┌─ RECORDS SUPPLIED
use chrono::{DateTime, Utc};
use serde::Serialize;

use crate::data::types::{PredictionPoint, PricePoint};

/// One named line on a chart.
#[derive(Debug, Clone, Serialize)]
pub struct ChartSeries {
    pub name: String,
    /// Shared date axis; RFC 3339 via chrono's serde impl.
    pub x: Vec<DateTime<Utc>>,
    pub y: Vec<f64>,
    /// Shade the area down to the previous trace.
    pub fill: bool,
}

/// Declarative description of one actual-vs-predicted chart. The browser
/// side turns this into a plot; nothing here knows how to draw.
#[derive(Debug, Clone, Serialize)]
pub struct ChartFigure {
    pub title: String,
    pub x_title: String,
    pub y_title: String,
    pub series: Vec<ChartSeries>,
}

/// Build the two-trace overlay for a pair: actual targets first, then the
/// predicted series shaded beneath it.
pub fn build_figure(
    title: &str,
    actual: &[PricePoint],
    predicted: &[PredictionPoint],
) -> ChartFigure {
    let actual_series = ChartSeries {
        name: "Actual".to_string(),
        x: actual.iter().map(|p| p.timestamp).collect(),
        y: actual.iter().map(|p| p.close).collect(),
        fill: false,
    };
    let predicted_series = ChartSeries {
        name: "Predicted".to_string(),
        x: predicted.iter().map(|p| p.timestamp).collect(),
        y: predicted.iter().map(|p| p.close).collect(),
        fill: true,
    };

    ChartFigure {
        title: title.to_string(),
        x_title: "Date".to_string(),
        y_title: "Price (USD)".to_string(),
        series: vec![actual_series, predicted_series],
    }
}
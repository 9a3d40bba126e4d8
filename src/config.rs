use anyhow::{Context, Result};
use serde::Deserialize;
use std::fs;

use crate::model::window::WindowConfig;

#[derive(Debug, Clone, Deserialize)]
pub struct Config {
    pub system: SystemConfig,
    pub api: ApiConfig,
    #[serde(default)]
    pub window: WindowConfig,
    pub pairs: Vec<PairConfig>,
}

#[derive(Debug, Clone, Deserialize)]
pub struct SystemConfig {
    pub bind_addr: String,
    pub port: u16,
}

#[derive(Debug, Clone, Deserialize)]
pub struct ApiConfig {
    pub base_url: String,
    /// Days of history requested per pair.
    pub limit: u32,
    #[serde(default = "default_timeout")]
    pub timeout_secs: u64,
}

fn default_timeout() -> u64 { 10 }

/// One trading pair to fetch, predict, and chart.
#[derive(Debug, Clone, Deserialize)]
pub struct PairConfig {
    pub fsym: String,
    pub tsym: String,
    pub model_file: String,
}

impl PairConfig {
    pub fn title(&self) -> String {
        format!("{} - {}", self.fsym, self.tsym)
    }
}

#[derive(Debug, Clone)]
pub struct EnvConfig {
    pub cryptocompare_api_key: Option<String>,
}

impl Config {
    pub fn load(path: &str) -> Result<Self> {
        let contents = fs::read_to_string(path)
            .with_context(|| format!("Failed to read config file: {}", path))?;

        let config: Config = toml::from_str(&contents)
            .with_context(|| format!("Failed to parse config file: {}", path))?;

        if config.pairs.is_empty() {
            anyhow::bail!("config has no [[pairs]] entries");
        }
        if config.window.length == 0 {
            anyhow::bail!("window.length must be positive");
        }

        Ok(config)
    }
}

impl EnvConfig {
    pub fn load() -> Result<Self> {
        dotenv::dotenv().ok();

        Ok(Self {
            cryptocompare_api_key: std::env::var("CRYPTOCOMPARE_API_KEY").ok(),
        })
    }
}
└─
TASK -> Reading through the preceding records, tally each line that holds the word "chrono" and give the tally by itself.

SOLUTION BELOW -> 2